use std::path::{Path, PathBuf};
use std::sync::Arc;

use anyhow::Result;
use clap::{Parser, Subcommand};
use tracing_subscriber::layer::SubscriberExt;
use tracing_subscriber::util::SubscriberInitExt;

use pagerag_core::config::{resolve_with_base, Config, Settings};
use pagerag_core::pages::{collect_documents, read_pages};
use pagerag_core::{Embedder, VectorIndex};
use pagerag_embed::get_default_embedder;
use pagerag_eval::{load_eval_set, run_all, write_reports, CommandScorer, EndToEndEvaluator, EndToEndStatus, MetricsScorer, RetrievalEvaluator};
use pagerag_rag::{ChatCompletionsGenerator, Ingestor, RagPipeline};
use pagerag_vector::LanceIndex;

#[derive(Parser)]
#[command(name = "pagerag")]
#[command(version)]
#[command(about = "Ask questions about local PDF documents", long_about = None)]
struct Cli {
    /// Directory holding config.toml / config.<env>.toml; relative data paths resolve against it.
    #[arg(long, global = true, default_value = ".")]
    config_dir: PathBuf,
    #[command(subcommand)]
    command: Commands,
}

#[derive(Subcommand)]
enum Commands {
    /// Extract, chunk, embed and index a document or a directory of documents.
    Ingest { path: PathBuf },
    /// Answer a question from the indexed chunks.
    Query {
        question: String,
        #[arg(long)]
        k: Option<usize>,
        /// Print the retrieved contexts with their source and page.
        #[arg(long)]
        show_context: bool,
    },
    /// Number of indexed chunks.
    Count,
    /// Run retrieval and end-to-end evaluations and write reports.
    Eval {
        #[arg(long)]
        eval_set: Option<PathBuf>,
        #[arg(long)]
        reports_dir: Option<PathBuf>,
        /// Only evaluate retrieval; no generator calls.
        #[arg(long)]
        skip_e2e: bool,
    },
}

fn init_logging() {
    let env_filter = tracing_subscriber::EnvFilter::try_from_default_env()
        .unwrap_or_else(|_| tracing_subscriber::EnvFilter::new("info"));
    let stderr_layer = tracing_subscriber::fmt::layer().with_target(false).with_writer(std::io::stderr);
    tracing_subscriber::registry().with(env_filter).with(stderr_layer).init();
}

struct App {
    base: PathBuf,
    settings: Settings,
}

impl App {
    fn load(config_dir: &Path) -> Result<Self> {
        let config = Config::load_from(config_dir)?;
        Ok(Self { base: config_dir.to_path_buf(), settings: config.settings()? })
    }

    fn path(&self, p: &str) -> PathBuf { resolve_with_base(&self.base, p) }

    fn embedder(&self) -> Result<Arc<dyn Embedder>> {
        Ok(Arc::from(get_default_embedder(&self.settings.embedding)?))
    }

    fn index(&self, dim: usize) -> Result<LanceIndex> {
        LanceIndex::open(&self.path(&self.settings.data.index_dir), &self.settings.data.table, dim)
    }
}

fn ingest(app: &App, path: &Path) -> Result<()> {
    let documents = collect_documents(path);
    if documents.is_empty() {
        anyhow::bail!("no .pdf or .txt documents under {}", path.display());
    }
    let mut pages = Vec::new();
    for doc in &documents {
        let doc_pages = read_pages(doc)?;
        if doc_pages.is_empty() {
            tracing::warn!(path = %doc.display(), "no extractable text; skipping");
        }
        pages.extend(doc_pages);
    }
    let embedder = app.embedder()?;
    let index = app.index(embedder.dim())?;
    let chunker = app.settings.chunking.build()?;
    let ingestor = Ingestor::new(chunker, embedder, index, app.settings.embedding.batch_size);
    let stats = ingestor.ingest(&pages)?;
    println!(
        "Ingested {} chunks from {} pages of {} documents ({} replaced); index now holds {} chunks",
        stats.chunks,
        stats.pages,
        stats.sources,
        stats.replaced,
        ingestor.index().count()?
    );
    Ok(())
}

fn pipeline(app: &App) -> Result<RagPipeline<LanceIndex, ChatCompletionsGenerator>> {
    let embedder = app.embedder()?;
    let index = app.index(embedder.dim())?;
    let generator = ChatCompletionsGenerator::from_settings(&app.settings.generation)?;
    Ok(RagPipeline::new(embedder, index, generator))
}

fn query(app: &App, question: &str, k: Option<usize>, show_context: bool) -> Result<()> {
    let pipeline = pipeline(app)?;
    let outcome = pipeline.query(question, k.unwrap_or(app.settings.retrieval.top_k))?;
    if show_context {
        for (i, (ctx, meta)) in outcome.contexts.iter().zip(&outcome.metadatas).enumerate() {
            println!("[{}] {} p.{}\n{}\n", i + 1, meta.source, meta.page, ctx);
        }
    }
    println!("{}", outcome.answer);
    Ok(())
}

fn count(app: &App) -> Result<()> {
    let embedder = app.embedder()?;
    println!("{}", app.index(embedder.dim())?.count()?);
    Ok(())
}

fn eval(app: &App, eval_set: Option<PathBuf>, reports_dir: Option<PathBuf>, skip_e2e: bool) -> Result<()> {
    let data = &app.settings.data;
    let eval_set = eval_set.unwrap_or_else(|| app.path(&data.eval_set));
    let reports_dir = reports_dir.unwrap_or_else(|| app.path(&data.reports_dir));
    let items = load_eval_set(&eval_set)?;

    let pipeline = pipeline(app)?;
    let k = app.settings.retrieval.top_k;
    let retrieval = RetrievalEvaluator::new(pipeline.embedder(), pipeline.index())
        .with_k(k)
        .with_threshold(app.settings.retrieval.similarity_threshold);
    let e2e = EndToEndEvaluator::new(&pipeline).with_k(k);
    let scorer = match &app.settings.metrics.command {
        Some(command) => Some(CommandScorer::from_command(command)?),
        None => None,
    };

    let run = run_all(
        &retrieval,
        if skip_e2e { None } else { Some(&e2e) },
        scorer.as_ref().map(|s| s as &dyn MetricsScorer),
        &items,
    )?;
    let written = write_reports(&run, &reports_dir)?;

    println!("Recall@{}: {:.3} over {} questions", run.k, run.recall, run.retrieval.len());
    match &run.end_to_end {
        EndToEndStatus::Scored { report, .. } => println!("End-to-end metrics: {:?}", report.summary()),
        EndToEndStatus::Collected(samples) => println!("Collected {} end-to-end samples (no scorer configured)", samples.len()),
        EndToEndStatus::Failed(msg) => println!("End-to-end evaluation failed: {msg}"),
        EndToEndStatus::Skipped => {}
    }
    for path in written {
        println!("wrote {}", path.display());
    }
    Ok(())
}

fn main() -> Result<()> {
    init_logging();
    let cli = Cli::parse();
    let app = App::load(&cli.config_dir)?;
    match cli.command {
        Commands::Ingest { path } => ingest(&app, &path),
        Commands::Query { question, k, show_context } => query(&app, &question, k, show_context),
        Commands::Count => count(&app),
        Commands::Eval { eval_set, reports_dir, skip_e2e } => eval(&app, eval_set, reports_dir, skip_e2e),
    }
}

□ □ □

Give back exactly the lines above starting at the line where "let eval_set = eval_set.unwrap_or_else(||" appears and ending at the line where "let k = app.settings.retrieval.top_k;" appears, both included, with no other lines.

    let eval_set = eval_set.unwrap_or_else(|| app.path(&data.eval_set));
    let reports_dir = reports_dir.unwrap_or_else(|| app.path(&data.reports_dir));
    let items = load_eval_set(&eval_set)?;

    let pipeline = pipeline(app)?;
    let k = app.settings.retrieval.top_k;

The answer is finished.